Go Back  PPRuNe Forums > Aircrew Forums > Rotorheads
Reload this Page >

Would you become a Professional Pilot again?

Wikiposts
Search
Rotorheads A haven for helicopter professionals to discuss the things that affect them

Would you become a Professional Pilot again?

Thread Tools
 
Search this Thread
 
Old 11th Jul 2003, 20:32
  #101 (permalink)  
 
Join Date: May 2000
Location: poor gps coverage
Posts: 204
Likes: 0
Received 0 Likes on 0 Posts
I think we all enjoy the flying aspect of our jobs , but unfortunatly there is alot of waiting about in fields/airports which can be very boaring. Beats working for a living though!
whatsarunway is offline  
Old 11th Jul 2003, 22:37
  #102 (permalink)  
"Just a pilot"
 
Join Date: May 2001
Location: Jefferson GA USA
Age: 74
Posts: 632
Received 7 Likes on 4 Posts
Usually, a great way to make a living.
I've flown professionally 20 of the last 35 years. There are times that I wish I was doing something else. Then I remember that when I was doing "something else," I always wished I was flying.
Devil 49 is offline  
Old 11th Jul 2003, 22:49
  #103 (permalink)  
 
Join Date: Oct 2002
Location: US...for now.
Posts: 396
Likes: 0
Received 1 Like on 1 Post
Beats working for a living? What?!

Of course we enjoy our jobs. I think it's safe to say that each and every one of us truly loves to fly or we wouldn't be doing this. After thirty years in this business and umpteen-thousand hours, I still get a big kick out of lifting up on that little lever next to my seat and seeing the world gradually drop away. It is a sublime pleasure, as fresh today as it ever was.

But make no mistake, this is just a job. J-O-B. It is a job that must be taken *very* seriously, and done with all due diligence or the penalty is death to you, your passengers and possibly people on the ground. We're not up there skylarking. The trouble is, when you look at the accident reports, it is painfully obvious that some pilots do not perceive commercial flying in this way. But flying is work...real, honest, legitimate work. Could it be that the "beats working for a living" attitude might be a factor in some accidents? I'm no psychologist, but I think so.

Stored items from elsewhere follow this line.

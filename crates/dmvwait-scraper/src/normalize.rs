//! Directory normalization: first-wins dedup and address decomposition.

use std::collections::HashSet;

use crate::types::{FacilityCard, FacilityRow};

/// The pieces of a decomposed composite address.
#[derive(Debug, Default, Clone, PartialEq, Eq)]
pub struct AddressParts {
    pub street: Option<String>,
    pub city: Option<String>,
    pub state: Option<String>,
    pub zip: Option<String>,
}

/// Decomposes a composite `"street, city, STATE ZIP"` string.
///
/// The string is split on commas into street, city, and region segments;
/// the region segment is split on its last whitespace into state and ZIP.
/// Missing segments become `None` rather than an error, and segments past
/// the third are ignored.
#[must_use]
pub fn split_address(address: &str) -> AddressParts {
    let segments: Vec<&str> = address.split(',').map(str::trim).collect();

    let segment = |i: usize| {
        segments
            .get(i)
            .filter(|s| !s.is_empty())
            .map(ToString::to_string)
    };

    let street = segment(0);
    let city = segment(1);

    let (state, zip) = match segments.get(2).map(|s| s.trim()).filter(|s| !s.is_empty()) {
        Some(tail) => match tail.rsplit_once(char::is_whitespace) {
            Some((state, zip)) => (Some(state.trim().to_string()), Some(zip.to_string())),
            None => (Some(tail.to_string()), None),
        },
        None => (None, None),
    };

    AddressParts {
        street,
        city,
        state,
        zip,
    }
}

/// Produces the canonical directory from the raw crawl output.
///
/// Cards are deduplicated by detail URL, keeping the first occurrence in
/// crawl order; city and ZIP seeds overlap geographically, so the same
/// office routinely appears under several seeds. Cards without a detail URL
/// are dropped with a warning — the URL is both the identity key and the
/// sampler's input, so a record without one is unusable downstream.
#[must_use]
pub fn normalize_directory(cards: Vec<FacilityCard>) -> Vec<FacilityRow> {
    let mut seen: HashSet<String> = HashSet::new();
    let mut rows = Vec::new();

    for card in cards {
        let Some(url) = card.detail_url else {
            tracing::warn!(
                name = card.name.as_deref().unwrap_or("<unnamed>"),
                "card has no detail URL; dropping"
            );
            continue;
        };
        if !seen.insert(url.clone()) {
            continue;
        }

        let parts = card.address.as_deref().map(split_address).unwrap_or_default();

        rows.push(FacilityRow {
            place: card.name,
            latitude: card.latitude,
            longitude: card.longitude,
            url,
            address: parts.street,
            hours: card.hours,
            services: card.services,
            city: parts.city,
            state: parts.state,
            zip: parts.zip,
        });
    }

    rows
}

// ---------------------------------------------------------------------------
// Tests
// ---------------------------------------------------------------------------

You'll often hear pilots say that flying "beats working for a living." That's the conscious thought. Sub-consciously, some of these pilots make a connection that since flying isn't "working for a living" then they're darn lucky to earn any money at all from it. Therefore, they are deathly afraid to:
1) Demand any more money for doing what we do; and
2) "Rock the boat" by voicing any criticism because it might cost them their job...which they were lucky to get in the first place.

You don't have to be Freud to figure that out.

The end result is that helicopter pilots have been compensated poorly over the years, and will probably continue to be for years to come. Or at least until we run out of pilots who will fly for free, which is not likely to ever happen as long as this activity is perceived as not "working for a living."

Is it all about money? Obviously not. But you have to have some dignity. If you work at a job in a field in which you are undervalued and undercompensated, resentment WILL creep in sooner or later. ...Unless you are one of those who think that since flying isn't "work" then we don't deserve to be paid very much. In which case you can stand there and cast stones at those who disagree. You can say silly things like, "You're a pathetically, terminally unhappy person," and "If you're not happy flying helicopters, then quit and go do something else." Happy flying helicopters meaning, I guess, accepting whatever pay/benefits/working conditions are offered.

Personally, I love to fly. And at this stage of the game I make a pretty penny doing it. But there were many, many years when my pennies weren't so pretty. *THAT* is the reality of helicopter flying. I love a great many things in this life. And if I couldn't ever fly a helicopter again, I would go and do something else that I love. We humans like to pigeon-hole ourselves, thinking that what we do defines who we are. We think that without flying, life would not be worth living or some such nonsense. Just read between the lines in some of the posts on this very board to see what I mean. I have been as guilty of that as anyone. Fortunately, I overcame that particular neurosis without the need for therapy.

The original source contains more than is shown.